The church is the only building left standing in what was a thriving community.

The service will begin at 11 a.m., with the Rev. A.L. Turpin bringing the message.

The community of Wheat was first known as Bald Hill because the trees were cut to build houses, churches and schools.

Robertson School was one of the first schools in Roane County after Tennessee re-established a public school system.

Poplar Creek Seminary was founded at Bald Hill in 1877. W.H. Crawford was president of the school and also served as a teacher.

The seminary grew so rapidly that soon there was a need for more teachers. The Baptists, Methodists and Cumberland Presbyterian Church became involved.

After nine years of operation, steps were taken to form an institution for higher grades.

In 1885 the board and faculty of the seminary agreed on a college and made application for a charter and incorporation of the school under the name of Roane College.

The Roane County Board of Education assumed the responsibility of the educational institution in 1908. It came to be known as Wheat High School.

Roane College continued to operate until 1916. Members of the faculty were dedicated men and women equipped with proper training, high ideals and determination to do their best for the students and school.

Students from the surrounding communities —  and even from out of state — who wanted a good education found the chance to realize this ambition at Wheat.

Through the closeness of the churches and school working together, the community was recognized as a model community.

In 1942 the area was taken by the federal government in order to build the city of Oak Ridge and construction of the atomic bomb.

There were 157 young men from the area who were called to serve their country during World War II. Nine of them gave their lives for their country.

By the time the government had seized the land, the homecomings had been held each year in October since 1932.

It is a tradition that continued even after the community and schools didn't exist.

Everyone is welcome to attend the reunion. A basket lunch will follow the service.

Wheat Not Forgotten

In 1802, in what was later to be called Wheat, the militia resided in the area. There were two justices and a captain for each militia company. The captain required every able-bodied male between ages 18-50 to organize them into the militia company.

It was in this war that Tennessee became known as the Volunteer State. Two graves in Bethel Cemetery are marked as having served in the War of 1812.

After the treaty with the Indians in 1817 and 1819, the Indians moved westward. Peace came to the countryside.

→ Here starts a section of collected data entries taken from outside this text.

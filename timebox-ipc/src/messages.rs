//! IPC Message Types
//!
//! Every frame starts with a fixed 4-byte header:
//!
//! ```text
//! +-----+-----+-----+-----+
//! |  0  |  1  |  2  |  3  |
//! +-----+-----+-----+-----+
//! | CMD |  total length   |
//! +-----+-----+-----+-----+
//! ```
//!
//! The total length covers the header itself and is big-endian. Bodies:
//!
//! - Ping/Pong: `u32` sequence
//! - Run: `i64` problem timeout ns, `i64` method timeout ns, `u32` problem id,
//!   short string method (empty means every registered method)
//! - Result: `u32` item count, items, short string message
//!
//! A result item is `u32` flags, `u32` problem id, short string method,
//! `i64` result and `i64` duration ns.

use crate::wire::{
    short_string_len, CodecError, WireReader, WireWriter, HEADER_LEN, MAX_FRAME_LEN,
};
use std::fmt;
use std::time::Duration;

/// Command byte carried in the frame header
#[derive(Debug, Clone, Copy, PartialEq, Eq, Hash)]
pub enum Command {
    Unknown,
    Invalid,
    Ping,
    Pong,
    Run,
    Result,
}

impl Command {
    pub const fn to_byte(self) -> u8 {
        match self {
            Command::Unknown => 0,
            Command::Invalid => 1,
            Command::Ping => 2,
            Command::Pong => 3,
            Command::Run => 4,
            Command::Result => 5,
        }
    }

    /// Unassigned command bytes decode as `Unknown`
    pub const fn from_byte(byte: u8) -> Self {
        match byte {
            1 => Command::Invalid,
            2 => Command::Ping,
            3 => Command::Pong,
            4 => Command::Run,
            5 => Command::Result,
            _ => Command::Unknown,
        }
    }
}
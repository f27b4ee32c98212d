//! Problem Definitions
//!
//! A problem is a numbered puzzle with a title, a few lines of description,
//! an optional known answer and one or more named solution methods.

use serde::Serialize;
use std::fmt;
use std::sync::Arc;

/// Zero-argument computation producing a signed 64-bit answer
pub type Solution = Arc<dyn Fn() -> i64 + Send + Sync>;

/// Expected answer of a problem
#[derive(Debug, Clone, Copy, PartialEq, Eq, Serialize)]
#[serde(rename_all = "lowercase")]
pub enum Answer {
    Known(i64),
    Unknown,
}

impl Answer {
    pub fn known(self) -> Option<i64> {
        match self {
            Answer::Known(value) => Some(value),
            Answer::Unknown => None,
        }
    }

    /// True only when the answer is known and equals `value`
    pub fn matches(self, value: i64) -> bool {
        self.known() == Some(value)
    }
}

#[derive(Clone)]
pub struct Problem {
    id: u32,
    title: String,
    description: Vec<String>,
    answer: Answer,
    methods: Vec<(String, Solution)>,
}

impl Problem {
    pub fn new(id: u32, title: impl Into<String>) -> Self {
        Self {
            id,
            title: title.into(),
            description: Vec::new(),
            answer: Answer::Unknown,
            methods: Vec::new(),
        }
    }

    /// Append one description line
    pub fn line(mut self, line: impl Into<String>) -> Self {
        self.description.push(line.into());
        self
    }

    pub fn answer(mut self, answer: i64) -> Self {
        self.answer = Answer::Known(answer);
        self
    }

    /// Register a solution method under `name`
    pub fn method<F>(mut self, name: impl Into<String>, solution: F) -> Self
    where
        F: Fn() -> i64 + Send + Sync + 'static,
    {
        self.methods.push((name.into(), Arc::new(solution)));
        self
    }

    pub fn id(&self) -> u32 {
        self.id
    }

    pub fn title(&self) -> &str {
        &self.title
    }

    pub fn expected(&self) -> Answer {
        self.answer
    }

    pub fn description(&self) -> String {
        self.description.join("\n")
    }

    /// Method names in sorted order
    pub fn method_names(&self) -> Vec<&str> {
        let mut names: Vec<&str> = self.methods.iter().map(|(name, _)| name.as_str()).collect();
        names.sort_unstable();
        names
    }

    pub fn solution(&self, method: &str) -> Option<&Solution> {
        self.methods
            .iter()
            .find(|(name, _)| name == method)
            .map(|(_, solution)| solution)
    }

    pub(crate) fn method_entries(&self) -> impl Iterator<Item = (&str, &Solution)> {
        self.methods.iter().map(|(name, solution)| (name.as_str(), solution))
    }
}

impl fmt::Debug for Problem {
    fn fmt(&self, f: &mut fmt::Formatter<'_>) -> fmt::Result {
        f.debug_struct("Problem")
            .field("id", &self.id)
            .field("title", &self.title)
            .field("answer", &self.answer)
            .field("methods", &self.method_names())
            .finish()
    }
}
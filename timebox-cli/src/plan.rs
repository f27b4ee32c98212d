//! Execution Planner
//!
//! Turns the selectors given on the command line into per-problem method
//! lists, in registration order.

use std::collections::HashMap;
use timebox_core::{ProblemRegistry, ProblemRunInfo};

/// Methods to run for one registered problem
#[derive(Debug, Clone, PartialEq, Eq)]
pub struct PlanEntry {
    pub problem_id: u32,
    pub methods: Vec<String>,
}

#[derive(Debug, Clone, Default, PartialEq, Eq)]
pub struct ExecutionPlan {
    pub entries: Vec<PlanEntry>,
    /// Requested ids with no registered problem, in request order
    pub unknown: Vec<u32>,
}

impl ExecutionPlan {
    pub fn method_count(&self) -> usize {
        self.entries.iter().map(|e| e.methods.len()).sum()
    }
}

/// Build the execution plan; no selectors means every registered problem
pub fn build_plan(registry: &ProblemRegistry, infos: &[ProblemRunInfo]) -> ExecutionPlan {
    let mut requested: HashMap<u32, Vec<&str>> = HashMap::new();
    let mut unknown = Vec::new();

    for info in infos {
        if !registry.contains(info.problem_id) {
            if !unknown.contains(&info.problem_id) {
                unknown.push(info.problem_id);
            }
            continue;
        }
        requested
            .entry(info.problem_id)
            .or_default()
            .push(info.method.as_str());
    }

    let entries = registry
        .iter()
        .filter_map(|problem| {
            let methods = if infos.is_empty() {
                all_methods(problem.method_names())
            } else {
                let selected = requested.get(&problem.id())?;
                if selected.iter().any(|m| m.is_empty()) {
                    all_methods(problem.method_names())
                } else {
                    dedup(selected)
                }
            };
            Some(PlanEntry {
                problem_id: problem.id(),
                methods,
            })
        })
        .collect();

    ExecutionPlan { entries, unknown }
}

fn all_methods(names: Vec<&str>) -> Vec<String> {
    names.into_iter().map(str::to_string).collect()
}

fn dedup(selected: &[&str]) -> Vec<String> {
    let mut methods: Vec<String> = Vec::with_capacity(selected.len());
    for method in selected {
        if !methods.iter().any(|m| m == method) {
            methods.push(method.to_string());
        }
    }
    methods
}
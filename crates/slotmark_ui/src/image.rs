use std::sync::Arc;

/// A handle to decoded RGBA8 image data shared with the renderer.
///
/// Cloning is cheap; the renderer caches the GPU texture per handle so the
/// pixels are uploaded once.
#[derive(Clone, Debug)]
pub struct ImageHandle {
    data: Arc<Vec<u8>>,
    width: u32,
    height: u32,
}

impl ImageHandle {
    /// Create a new image handle from RGBA8 data (4 bytes per pixel).
    ///
    /// # Panics
    /// Panics if `data.len() != width * height * 4`.
    pub fn from_rgba8(data: Vec<u8>, width: u32, height: u32) -> Self {
        assert_eq!(
            data.len(),
            (width * height * 4) as usize,
            "Image data size mismatch"
        );

        Self {
            data: Arc::new(data),
            width,
            height,
        }
    }

    /// Get the image data.
    pub fn data(&self) -> &[u8] {
        &self.data
    }

    /// Get the image width.
    pub fn width(&self) -> u32 {
        self.width
    }

    /// Get the image height.
    pub fn height(&self) -> u32 {
        self.height
    }
}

Elias Roberts was first to move in, coming from the Sugar Grove area. He settled in and built cabins from trees cut from the area.

The land was stripped of timber and was rafted down the river to Chattanooga. That is why the area was first called Bald Hill.

Roberts was killed in 1806 by an arrow from a Cherokee's bow.

Much progress was being made in the area northeast of Clinch River; as families moved in, educational opportunities were being sought. The Bible classes and ciphering books were the textbooks.

One school referred to in the mid-1800s and being in the vicinity of the George Jones Church and Roane College was Mount Zion Baptist Church. The school was known as Robertson's School House and was there before the church was organized.

A post office was established after a settlement sprang up as early as 1838. This area was to be later called Wheat.

Churches, blacksmith shops, general stores and all conveniences that were necessary for pioneer life were there.

Evan Evans or Magills never lived elsewhere and Josiah Montgomery lived near Clinch River in the Southwest end of Bethel.

Many schools and churches were established in the area.

In the last half of the century by 1870, provisions were made for land used by churches and schools would be tax-free.

Poplar Creek Seminary was established in 1877. School enrollment grew rapidly.

The Rev. George Jones deeded 200 or more acres of land for the school. It was known as the loud school or subscription school.

When the post office was established near the campus, its postmaster was Frank Wheat.

In 1881, the name was changed from Bald Hill to Wheat (named for the first postmaster).

We had a very unique community, being based on religion and education.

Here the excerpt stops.